The values of the phrasal verb pay
It is worth recalling that the basic meaning of the verb is the next pay — pay, pay, pay.
- Pay back — back (money); repay (revenge).
Steven borrowed $ 10,000, which he paid back in 3 years. — Steve took 10 000 dollars, which he returned for three years.
She’ll pay him back for this mistake. — It will avenge him for this mistake.
- Pay in — to contribute to the current account.
I’ll go to the bank. — Do you want to pay in? — I’ll go to the bank. — Are you going to deposit?
- Pay off — pay, pay (with debt), settle old scores, bribe, pay off; revenge dissolve (team), fire (workers).
My husband is obligated to pay off all debts. — My husband is obliged to pay all the debts.
The US paid off the entire national debt. — US payments to outside the national (state) debt.
Her years of English finally paid off when she found herself in Britain. — Her lessons, eventually paid off when she was in England.
This ship was paid off in 1873. — The crew was disbanded in 1873.
Do not believe all the gossip you hear. Some of her friends were paid off. — Do not believe all the rumors. Some of her friends had hired.
- Pay out — to pay, let go; Unwinding (rope, cable).
Tomorrow they will pay out our wages. — Tomorrow we paydays.
If there is a lot of rope paid out the climber will hit the ground. — If unwound very long rope, the climber hits the ground.
- Pay up — time to pay, pay in full, pay (fork).
You shall have to pay up. — You will have to pay.
Believe me; I’m not ready to pay you up now! — Believe me, I’m not ready to settle with you now!
As you can see, we have managed only five basic options phrasal verb pay.

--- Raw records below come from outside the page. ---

//! The static header at offset 0: immutable store geometry.

use asupersync::Cx;
use lss_error::{LssError, Result};
use lss_file::{AlignedVec, ByteDevice};
use lss_types::{StaticConfig, read_le_u32, read_le_u64};

const HEADER_MAGIC: &[u8; 8] = b"lssfile\0";
const HEADER_VERSION: u32 = 1;

const OFF_MAGIC: usize = 0;
const OFF_VERSION: usize = 8;
const OFF_BLOCK_SIZE: usize = 12;
const OFF_EXTENT_SIZE: usize = 16;
const OFF_CRC: usize = 24;
const HEADER_BYTES: usize = 28;

/// Smallest unit the header can be read with before the geometry is
/// known; every supported block size is at least this large.
const HEADER_READ_BYTES: usize = 1024;

pub fn write_static_header(cx: &Cx, device: &dyn ByteDevice, config: StaticConfig) -> Result<()> {
    let mut block = AlignedVec::new(config.block_size.bytes());
    let buf = block.as_mut_slice();
    buf[OFF_MAGIC..OFF_MAGIC + 8].copy_from_slice(HEADER_MAGIC);
    buf[OFF_VERSION..OFF_VERSION + 4].copy_from_slice(&HEADER_VERSION.to_le_bytes());
    buf[OFF_BLOCK_SIZE..OFF_BLOCK_SIZE + 4]
        .copy_from_slice(&config.block_size.get().to_le_bytes());
    buf[OFF_EXTENT_SIZE..OFF_EXTENT_SIZE + 8]
        .copy_from_slice(&config.extent_size.get().to_le_bytes());
    let crc = crc32c::crc32c(&buf[..OFF_CRC]);
    buf[OFF_CRC..OFF_CRC + 4].copy_from_slice(&crc.to_le_bytes());
    device.write_all_at(cx, 0, block.as_slice())
}

pub fn read_static_header(cx: &Cx, device: &dyn ByteDevice) -> Result<StaticConfig> {
    let mut block = AlignedVec::new(HEADER_READ_BYTES);
    device.read_exact_at(cx, 0, block.as_mut_slice())?;
    let buf = block.as_slice();

    if &buf[OFF_MAGIC..OFF_MAGIC + 8] != HEADER_MAGIC {
        return Err(LssError::Corruption {
            offset: 0,
            detail: "static header magic mismatch".to_owned(),
        });
    }
    let version = read_le_u32(buf, OFF_VERSION)?;
    if version != HEADER_VERSION {
        return Err(LssError::Format(format!(
            "unsupported store version {version}"
        )));
    }
    let stored_crc = read_le_u32(buf, OFF_CRC)?;
    if stored_crc != crc32c::crc32c(&buf[..OFF_CRC]) {
        return Err(LssError::Corruption {
            offset: 0,
            detail: "static header checksum mismatch".to_owned(),
        });
    }

    let block_size = read_le_u32(buf, OFF_BLOCK_SIZE)?;
    let extent_size = read_le_u64(buf, OFF_EXTENT_SIZE)?;
    StaticConfig::new(block_size, extent_size).map_err(LssError::Parse)
}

Remember they will have no difficulty, as they are similar in meaning to the main semantic content of the verb.
This topic is closely related to the other as described in the articles that need to pay attention:
- «Phrasal verb hold»
- «Phrasal verb set»
- «Phrasal verb turn»
- «Phrasal verb keep»
- «Phrasal verb put. Part 1 »
- «Phrasal verb put. Part 2 »
After reading them, we recommend to pass the following test: «Test # 2 on the use of phrasal verbs in the English language.»